In the near future, you may be able to E-mail your friends on Europa. A plan filed with the Internet Engineering Task Force this week would make it possible to create a communication network between spacecraft, asteroids, satellites, and planets. The project is supported by NASA and the Defense Advanced Research Projects Agency.
The Internet draft, located at www.ietf.org/internet-drafts/draft-irtf-ipnrg-arch-00.txt, outlines a method for communications to flow through the InterPlanetary Internet Regions with such possible new domains as jupiter.sol and mars.sol. Sending interplanetary communications, as one would suspect, has certain challenges. As Scott C. Burleigh, with the Jet Propulsion Laboratory said in the draft's foreward: "Sometimes a planet will be between the source and the destination. Therefore rely not on end-to-end connectivity at any time, for the universe does not work that way."

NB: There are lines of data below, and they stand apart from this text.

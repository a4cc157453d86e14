//! Workbook replacement tests
//!
//! Fixtures are minimal `.xlsx` zips: content types, a shared strings table
//! and one sheet with an inline string and a HYPERLINK formula.

use cv_gateway::{replace_gateway, replace_gateway_in_xlsx, GatewayError, ReplaceReport};
use std::io::{Read, Write};
use std::path::Path;
use tempfile::TempDir;
use zip::write::SimpleFileOptions;
use zip::{CompressionMethod, ZipArchive, ZipWriter};

const CONTENT_TYPES: &str = r#"<?xml version="1.0" encoding="UTF-8"?><Types xmlns="http://schemas.openxmlformats.org/package/2006/content-types"/>"#;
const SHARED_STRINGS: &str = r#"<sst count="2" uniqueCount="2"><si><t>https://permagate.io/tx1</t></si><si><t>Vilnius</t></si></sst>"#;
const SHEET: &str = r#"<worksheet><sheetData><row r="1"><c r="A1" t="s"><v>0</v></c><c r="B1" t="inlineStr"><is><t>permagate.io/tx2</t></is></c><c r="C1" t="str"><f>HYPERLINK("https://permagate.io/tx3")</f><v>https://permagate.io/tx3</v></c></row></sheetData></worksheet>"#;
const STYLES: &str = "<styleSheet><!-- permagate.io --></styleSheet>";

fn write_parts(path: &Path, parts: &[(&str, &str)]) {
    let file = std::fs::File::create(path).unwrap();
    let mut writer = ZipWriter::new(file);
    let options = SimpleFileOptions::default().compression_method(CompressionMethod::Deflated);

    for (name, body) in parts {
        writer.start_file(*name, options).unwrap();
        writer.write_all(body.as_bytes()).unwrap();
    }
    writer.finish().unwrap();
}

fn write_workbook(path: &Path) {
    write_parts(
        path,
        &[
            ("[Content_Types].xml", CONTENT_TYPES),
            ("xl/sharedStrings.xml", SHARED_STRINGS),
            ("xl/worksheets/sheet1.xml", SHEET),
            ("xl/styles.xml", STYLES),
        ],
    );
}

fn read_part(path: &Path, name: &str) -> String {
    let mut archive = ZipArchive::new(std::fs::File::open(path).unwrap()).unwrap();
    let mut content = String::new();
    archive.by_name(name).unwrap().read_to_string(&mut content).unwrap();
    content
}

#[test]
fn test_replaces_shared_inline_and_formula_strings() {
    let dir = TempDir::new().unwrap();
    let workbook = dir.path().join("catalog.xlsx");
    write_workbook(&workbook);

    let report = replace_gateway_in_xlsx(&workbook, "permagate.io", "arweave.net").unwrap();

    assert_eq!(
        report,
        ReplaceReport {
            scanned: 2,
            modified: 2,
            replacements: 4
        }
    );

    let shared = read_part(&workbook, "xl/sharedStrings.xml");
    assert!(shared.contains("<t>https://arweave.net/tx1</t>"));
    assert!(shared.contains("<t>Vilnius</t>"));

    let sheet = read_part(&workbook, "xl/worksheets/sheet1.xml");
    assert!(sheet.contains("<t>arweave.net/tx2</t>"));
    assert!(sheet.contains(r#"<f>HYPERLINK("https://arweave.net/tx3")</f>"#));
    assert!(sheet.contains("<v>https://arweave.net/tx3</v>"));
    assert!(!sheet.contains("permagate.io"));

    // Parts without cell text are copied byte for byte
    assert_eq!(read_part(&workbook, "xl/styles.xml"), STYLES);
    assert_eq!(read_part(&workbook, "[Content_Types].xml"), CONTENT_TYPES);
}

#[test]
fn test_namespace_prefixed_workbook() {
    let dir = TempDir::new().unwrap();
    let workbook = dir.path().join("prefixed.xlsx");
    write_parts(
        &workbook,
        &[(
            "xl/sharedStrings.xml",
            r#"<x:sst xmlns:x="http://schemas.openxmlformats.org/spreadsheetml/2006/main"><x:si><x:t>https://permagate.io/tx1</x:t></x:si></x:sst>"#,
        )],
    );

    let report = replace_gateway_in_xlsx(&workbook, "permagate.io", "arweave.net").unwrap();

    assert_eq!(
        report,
        ReplaceReport {
            scanned: 1,
            modified: 1,
            replacements: 1
        }
    );
    assert!(read_part(&workbook, "xl/sharedStrings.xml")
        .contains("<x:t>https://arweave.net/tx1</x:t>"));
}

#[test]
fn test_second_pass_is_idempotent() {
    let dir = TempDir::new().unwrap();
    let workbook = dir.path().join("catalog.xlsx");
    write_workbook(&workbook);

    replace_gateway(&workbook, "permagate.io", "arweave.net").unwrap();
    let after_first = std::fs::read(&workbook).unwrap();

    let report = replace_gateway(&workbook, "permagate.io", "arweave.net").unwrap();

    assert_eq!(report.replacements, 0);
    assert_eq!(report.modified, 0);
    assert_eq!(std::fs::read(&workbook).unwrap(), after_first);
}

#[test]
fn test_unmatched_gateway_leaves_file_untouched() {
    let dir = TempDir::new().unwrap();
    let workbook = dir.path().join("catalog.xlsx");
    write_workbook(&workbook);
    let before = std::fs::read(&workbook).unwrap();

    let report = replace_gateway_in_xlsx(&workbook, "ar-io.dev", "arweave.net").unwrap();

    assert_eq!(report.replacements, 0);
    assert_eq!(std::fs::read(&workbook).unwrap(), before);
}

#[test]
fn test_missing_workbook() {
    let dir = TempDir::new().unwrap();
    let result = replace_gateway_in_xlsx(&dir.path().join("missing.xlsx"), "a", "b");

    match result {
        Err(GatewayError::NotFound(path)) => assert!(path.ends_with("missing.xlsx")),
        other => panic!("expected NotFound, got {:?}", other),
    }
}

#[test]
fn test_not_a_zip_is_error() {
    let dir = TempDir::new().unwrap();
    let workbook = dir.path().join("broken.xlsx");
    std::fs::write(&workbook, "not a workbook").unwrap();

    let result = replace_gateway_in_xlsx(&workbook, "permagate.io", "arweave.net");
    assert!(matches!(result, Err(GatewayError::Zip(_))));
}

That means the possibility of real-time communications in space is elusive. So engineers are working on ways to deliver packets of information instead of delivering information in real time. A small robotic surveyor skating across the icy surface of Europa may soon be receiving packets of information just as we receive letters once a day from the U.S. Postal service.
Developers of the InterPlanetary Internet Regions are well aware that their system will be a prime target for hacker attacks. The Interplanetary Research Group team has taken that into account by providing access controls, user authentication, as well as data integrity and privacy.
Don't expect the InterPlanetary Internet Regions to support instant messaging any time soon. The time for roundtrip communication between Earth and Mars can range from 8 minutes to more than 40 minutes.